LONDRA - L’ex primo ministro britannico Keir Starmer, che si è dimesso dalla guida del governo lo scorso 20 luglio dopo due anni di mandato, ha annunciato il suo addio alla Camera dei Comuni lasciando l’incarico di deputato laburista.  

L’annuncio è giunto attraverso un lungo messaggio pubblicato su X, nel quale l’ex leader ha tracciato un bilancio della sua esperienza parlamentare spiegando la decisione di ritirarsi dalla politica attiva.  “Durante l’estate ho avuto tempo per riflettere e considerare il mio futuro. Ho deciso che questo è il momento giusto per lasciare il mio incarico di deputato”, ha dichiarato Starmer. “È stato un onore e un privilegio rappresentare il miglior collegio elettorale del Paese da quando, undici anni fa, ho raccolto l’eredità del grande Frank Dobson. Ma ora è arrivato il momento di fare un passo indietro e concentrarmi su altre questioni: gli affari internazionali, inclusi difesa, sicurezza, commercio e tecnologia, in un mondo che cambia rapidamente. Continuerò a lavorare con altri, come ho fatto per molti decenni, per contrastare la violenza contro le donne e le ragazze”.   

In merito alle dinamiche territoriali del suo partito, l’ex primo ministro ha aggiunto: “Si avvierà la procedura per nominare il mio successore prima di un’elezione suppletiva. Chiunque sarà abbastanza fortunato da diventare il candidato del partito Laburista qui avrà il mio pieno sostegno e appoggio, e io continuerò a dare il mio pieno sostegno al primo Ministro e a questo governo laburista”. 

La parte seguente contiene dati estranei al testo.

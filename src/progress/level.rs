//! Progress domain: completion record for a single level.

use serde::{Deserialize, Serialize};
use std::collections::BTreeSet;

use crate::content::LevelId;
use crate::progress::stage::GameStage;

/// Which stages of one level the player has finished.
///
/// Stage order is not enforced when completing; `first_incomplete_stage`
/// always answers by the fixed `GameStage::ALL` order.
#[derive(Debug, Clone, PartialEq, Eq, Deserialize, Serialize)]
pub struct LevelProgress {
    pub level_id: LevelId,
    pub completed_stages: BTreeSet<GameStage>,
}

impl LevelProgress {
    pub fn new(level_id: LevelId) -> Self {
        Self {
            level_id,
            completed_stages: BTreeSet::new(),
        }
    }

    pub fn is_stage_completed(&self, stage: GameStage) -> bool {
        self.completed_stages.contains(&stage)
    }

    /// Earliest stage, by play order, that has not been completed.
    pub fn first_incomplete_stage(&self) -> Option<GameStage> {
        GameStage::ALL
            .into_iter()
            .find(|stage| !self.completed_stages.contains(stage))
    }

    pub fn is_level_completed(&self) -> bool {
        self.completed_stages.len() == GameStage::ALL.len()
    }

    /// Record a stage as completed. Returns false if it already was.
    pub fn complete_stage(&mut self, stage: GameStage) -> bool {
        self.completed_stages.insert(stage)
    }

    pub fn completed_count(&self) -> usize {
        self.completed_stages.len()
    }
}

L’uscita di scena di Starmer costringerà il Partito Laburista ad affrontare una delicata elezione suppletiva nel collegio londinese di Holborn-St. Pancras, situato nel cuore della capitale, che rappresenterà un banco di prova per testare la tenuta del consenso del governo a due anni dal suo insediamento. La decisione di lasciare il Parlamento segue l’annuncio dello scorso giugno con cui Starmer aveva anticipato l’addio alla leadership del Labour Party e al ruolo di primo ministro, chiudendo una parentesi di governo di soli due anni.  

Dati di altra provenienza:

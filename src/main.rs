mod content;
mod core;
mod minigames;
mod progress;

use bevy::app::ScheduleRunnerPlugin;
use bevy::log::LogPlugin;
use bevy::prelude::*;
use bevy::state::app::StatesPlugin;
use std::time::Duration;

fn main() {
    App::new()
        .add_plugins(
            MinimalPlugins.set(ScheduleRunnerPlugin::run_loop(Duration::from_secs_f64(
                1.0 / 30.0,
            ))),
        )
        .add_plugins((LogPlugin::default(), StatesPlugin))
        // Content first: later plugins read AppSettings while building.
        .add_plugins(content::ContentPlugin::default())
        .add_plugins((
            progress::ProgressPlugin::default(),
            core::CorePlugin,
            minigames::MinigamesPlugin::default(),
        ))
        .run();
}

Durante la sua permanenza a Downing Street, il rapporto tra l’ex legale 63enne e l’opinione pubblica si è progressivamente logorato, portando il suo indice di gradimento a un saldo negativo del -42%, frutto di appena il 19% di opinioni favorevoli contro il 61% di giudizi contrari. 

A segnare in modo irreversibile il mandato di Starmer è stata la complessa vicenda legata a Peter Mandelson, figura chiave a lui vicina e da lui nominata ambasciatore del Regno Unito negli Stati Uniti. Mandelson è finito al centro delle cronache per il suo coinvolgimento negli Epstein Files.  

Nonostante le iniziali rassicurazioni del primo ministro, che aveva difeso la nomina sostenendo il “pieno rispetto delle procedure”, le verifiche avevano successivamente rivelato che Mandelson (strettamente legato a Jeffrey Epstein, al punto da avergli passato informazioni riservate di Downing Street) non aveva mai superato i controlli dell’Uk Security Vetting, una criticità ignorata dal Foreign Office.   

Lo scandalo, che ha scosso le istituzioni britanniche, ha portato alla rimozione di Mandelson dalla sede diplomatica nel settembre 2025 e al suo successivo arresto nel febbraio 2026. Negli stessi giorni si erano registrate anche le dimissioni del capo di gabinetto di Starmer, Morgan McSweeney, ritenuto il principale sostenitore della nomina di Mandelson a Washington.